# [What needs to be done]
Go through the records below line by line and report how many lines include "current", giving the number only.

[[ Extracted data open ]]

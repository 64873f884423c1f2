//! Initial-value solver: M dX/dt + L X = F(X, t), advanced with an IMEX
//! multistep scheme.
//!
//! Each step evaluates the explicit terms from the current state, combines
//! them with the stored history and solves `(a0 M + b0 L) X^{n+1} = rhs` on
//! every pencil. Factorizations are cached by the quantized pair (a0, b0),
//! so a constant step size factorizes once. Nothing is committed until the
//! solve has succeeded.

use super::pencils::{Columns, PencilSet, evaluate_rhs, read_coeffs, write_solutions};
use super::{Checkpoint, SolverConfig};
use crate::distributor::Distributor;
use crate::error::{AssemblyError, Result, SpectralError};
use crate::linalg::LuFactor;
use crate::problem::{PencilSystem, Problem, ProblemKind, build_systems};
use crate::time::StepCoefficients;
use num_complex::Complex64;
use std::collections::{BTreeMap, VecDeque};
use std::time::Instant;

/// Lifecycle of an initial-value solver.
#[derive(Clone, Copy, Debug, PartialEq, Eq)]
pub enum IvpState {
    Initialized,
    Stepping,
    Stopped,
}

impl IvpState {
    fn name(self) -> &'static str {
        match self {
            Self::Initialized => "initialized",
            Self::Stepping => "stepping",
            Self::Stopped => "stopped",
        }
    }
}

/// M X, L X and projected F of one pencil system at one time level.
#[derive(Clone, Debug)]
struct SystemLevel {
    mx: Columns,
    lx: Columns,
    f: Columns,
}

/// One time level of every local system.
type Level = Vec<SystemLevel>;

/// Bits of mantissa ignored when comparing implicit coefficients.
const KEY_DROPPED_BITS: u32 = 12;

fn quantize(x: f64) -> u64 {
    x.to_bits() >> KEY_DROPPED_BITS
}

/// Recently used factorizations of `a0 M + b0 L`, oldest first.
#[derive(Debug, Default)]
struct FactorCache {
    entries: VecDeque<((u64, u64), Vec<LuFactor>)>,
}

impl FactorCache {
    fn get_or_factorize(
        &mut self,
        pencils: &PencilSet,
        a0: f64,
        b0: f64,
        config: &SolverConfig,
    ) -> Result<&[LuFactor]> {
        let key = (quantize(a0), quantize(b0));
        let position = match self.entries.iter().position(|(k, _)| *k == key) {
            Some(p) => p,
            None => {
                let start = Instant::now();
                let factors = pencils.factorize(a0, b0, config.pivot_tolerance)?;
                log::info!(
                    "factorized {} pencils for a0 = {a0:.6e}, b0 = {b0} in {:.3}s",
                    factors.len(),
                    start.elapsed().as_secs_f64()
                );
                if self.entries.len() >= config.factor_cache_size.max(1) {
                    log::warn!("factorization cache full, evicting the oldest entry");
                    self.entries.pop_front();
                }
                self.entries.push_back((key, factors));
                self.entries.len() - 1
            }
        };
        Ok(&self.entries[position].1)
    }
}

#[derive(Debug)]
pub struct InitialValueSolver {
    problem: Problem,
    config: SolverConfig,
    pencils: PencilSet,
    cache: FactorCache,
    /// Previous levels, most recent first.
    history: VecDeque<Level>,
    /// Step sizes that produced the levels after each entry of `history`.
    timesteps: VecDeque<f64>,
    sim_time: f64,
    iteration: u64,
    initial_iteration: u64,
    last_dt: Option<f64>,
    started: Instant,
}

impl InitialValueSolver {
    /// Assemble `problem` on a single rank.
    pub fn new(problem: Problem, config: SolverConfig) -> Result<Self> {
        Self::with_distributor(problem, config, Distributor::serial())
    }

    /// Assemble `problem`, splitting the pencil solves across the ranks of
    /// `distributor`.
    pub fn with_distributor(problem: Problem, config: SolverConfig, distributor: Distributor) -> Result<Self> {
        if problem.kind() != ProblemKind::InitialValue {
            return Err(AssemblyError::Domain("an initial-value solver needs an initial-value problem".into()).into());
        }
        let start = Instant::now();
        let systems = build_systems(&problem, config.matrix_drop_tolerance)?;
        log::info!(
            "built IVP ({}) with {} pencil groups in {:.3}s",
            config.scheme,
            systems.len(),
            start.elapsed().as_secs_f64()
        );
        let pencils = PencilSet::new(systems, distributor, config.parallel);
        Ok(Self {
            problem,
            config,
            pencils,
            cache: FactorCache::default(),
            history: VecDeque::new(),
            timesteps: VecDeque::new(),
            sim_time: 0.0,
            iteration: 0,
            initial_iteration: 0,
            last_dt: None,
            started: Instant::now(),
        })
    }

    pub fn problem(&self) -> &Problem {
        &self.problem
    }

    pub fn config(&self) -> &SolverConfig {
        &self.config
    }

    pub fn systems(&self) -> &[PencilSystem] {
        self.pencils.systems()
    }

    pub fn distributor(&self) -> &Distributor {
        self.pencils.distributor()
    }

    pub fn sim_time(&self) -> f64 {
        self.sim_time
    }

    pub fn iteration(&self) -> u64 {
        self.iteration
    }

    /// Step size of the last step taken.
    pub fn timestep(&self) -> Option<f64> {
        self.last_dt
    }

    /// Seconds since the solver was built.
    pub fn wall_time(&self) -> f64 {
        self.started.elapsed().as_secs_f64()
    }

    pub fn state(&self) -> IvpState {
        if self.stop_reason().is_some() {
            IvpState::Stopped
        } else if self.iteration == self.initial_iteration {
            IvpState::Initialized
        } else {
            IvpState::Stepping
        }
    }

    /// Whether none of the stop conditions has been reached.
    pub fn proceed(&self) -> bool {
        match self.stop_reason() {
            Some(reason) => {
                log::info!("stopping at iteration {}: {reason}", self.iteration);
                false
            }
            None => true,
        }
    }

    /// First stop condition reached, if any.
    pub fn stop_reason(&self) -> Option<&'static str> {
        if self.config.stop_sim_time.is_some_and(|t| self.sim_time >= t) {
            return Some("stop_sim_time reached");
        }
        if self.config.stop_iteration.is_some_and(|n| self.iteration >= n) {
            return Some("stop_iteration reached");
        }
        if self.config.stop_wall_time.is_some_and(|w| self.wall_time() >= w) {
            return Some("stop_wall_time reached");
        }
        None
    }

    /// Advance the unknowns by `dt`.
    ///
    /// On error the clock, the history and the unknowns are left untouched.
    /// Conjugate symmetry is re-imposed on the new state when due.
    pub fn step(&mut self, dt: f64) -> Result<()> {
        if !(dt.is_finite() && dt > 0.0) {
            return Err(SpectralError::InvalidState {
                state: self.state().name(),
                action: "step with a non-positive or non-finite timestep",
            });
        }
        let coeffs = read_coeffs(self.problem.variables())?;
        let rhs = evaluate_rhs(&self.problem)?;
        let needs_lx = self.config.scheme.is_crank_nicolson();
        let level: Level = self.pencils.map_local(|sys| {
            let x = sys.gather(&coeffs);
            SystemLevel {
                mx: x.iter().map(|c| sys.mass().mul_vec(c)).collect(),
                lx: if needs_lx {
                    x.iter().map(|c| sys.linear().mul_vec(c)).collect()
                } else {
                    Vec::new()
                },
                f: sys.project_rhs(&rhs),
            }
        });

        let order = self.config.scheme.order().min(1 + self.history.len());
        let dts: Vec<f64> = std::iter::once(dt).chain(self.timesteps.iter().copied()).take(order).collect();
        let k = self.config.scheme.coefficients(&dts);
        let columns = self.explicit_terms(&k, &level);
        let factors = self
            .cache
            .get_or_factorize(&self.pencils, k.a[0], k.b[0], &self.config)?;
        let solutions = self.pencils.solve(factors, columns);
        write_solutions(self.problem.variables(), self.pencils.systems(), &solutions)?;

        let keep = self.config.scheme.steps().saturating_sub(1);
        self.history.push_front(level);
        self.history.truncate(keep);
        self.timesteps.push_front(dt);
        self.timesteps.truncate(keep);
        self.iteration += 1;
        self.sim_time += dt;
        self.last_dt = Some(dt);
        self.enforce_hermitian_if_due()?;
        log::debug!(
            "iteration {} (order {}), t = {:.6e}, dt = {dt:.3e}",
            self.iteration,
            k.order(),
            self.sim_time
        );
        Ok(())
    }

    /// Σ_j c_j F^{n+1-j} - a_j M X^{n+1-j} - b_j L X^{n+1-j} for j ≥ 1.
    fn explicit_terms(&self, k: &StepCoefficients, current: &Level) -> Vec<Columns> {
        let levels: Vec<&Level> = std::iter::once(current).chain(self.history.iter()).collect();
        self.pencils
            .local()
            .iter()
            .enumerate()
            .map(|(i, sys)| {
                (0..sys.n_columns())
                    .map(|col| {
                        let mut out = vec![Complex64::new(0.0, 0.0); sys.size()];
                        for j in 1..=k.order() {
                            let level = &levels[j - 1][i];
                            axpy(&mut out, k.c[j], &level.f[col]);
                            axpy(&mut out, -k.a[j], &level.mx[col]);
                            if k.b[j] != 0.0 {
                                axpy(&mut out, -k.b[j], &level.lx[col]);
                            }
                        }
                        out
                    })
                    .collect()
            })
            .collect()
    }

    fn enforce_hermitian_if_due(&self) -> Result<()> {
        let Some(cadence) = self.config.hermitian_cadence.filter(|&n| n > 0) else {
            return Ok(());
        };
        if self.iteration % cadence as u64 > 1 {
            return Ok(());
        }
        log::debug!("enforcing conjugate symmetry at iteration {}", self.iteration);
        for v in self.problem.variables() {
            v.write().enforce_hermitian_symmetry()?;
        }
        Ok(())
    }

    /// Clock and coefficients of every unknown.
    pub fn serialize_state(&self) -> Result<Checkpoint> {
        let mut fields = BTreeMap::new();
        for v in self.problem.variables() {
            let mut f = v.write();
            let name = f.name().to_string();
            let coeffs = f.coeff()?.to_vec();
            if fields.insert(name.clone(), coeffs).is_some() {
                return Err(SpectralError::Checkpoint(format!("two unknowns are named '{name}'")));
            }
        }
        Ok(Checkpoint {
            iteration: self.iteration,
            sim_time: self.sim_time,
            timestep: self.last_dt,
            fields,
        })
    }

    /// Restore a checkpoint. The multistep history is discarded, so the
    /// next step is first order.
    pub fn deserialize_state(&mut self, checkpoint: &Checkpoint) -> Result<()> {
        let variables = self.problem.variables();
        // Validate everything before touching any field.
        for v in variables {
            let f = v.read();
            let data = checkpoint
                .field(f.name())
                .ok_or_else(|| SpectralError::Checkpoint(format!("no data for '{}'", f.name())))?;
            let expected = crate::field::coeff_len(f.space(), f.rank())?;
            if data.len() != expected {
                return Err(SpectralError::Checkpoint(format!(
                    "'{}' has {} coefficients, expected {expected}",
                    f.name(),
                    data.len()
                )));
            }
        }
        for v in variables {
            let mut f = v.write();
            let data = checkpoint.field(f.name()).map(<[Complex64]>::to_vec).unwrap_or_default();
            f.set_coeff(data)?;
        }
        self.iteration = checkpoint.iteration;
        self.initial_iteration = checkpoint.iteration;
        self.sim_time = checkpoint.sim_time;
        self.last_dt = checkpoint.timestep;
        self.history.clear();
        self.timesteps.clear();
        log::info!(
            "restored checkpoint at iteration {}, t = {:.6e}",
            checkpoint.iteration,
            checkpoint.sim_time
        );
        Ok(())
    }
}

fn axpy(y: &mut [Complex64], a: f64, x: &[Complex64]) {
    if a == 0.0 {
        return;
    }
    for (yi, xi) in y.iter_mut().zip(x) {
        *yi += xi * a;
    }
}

[[ Extracted data closed ]]

# [Written reply]
3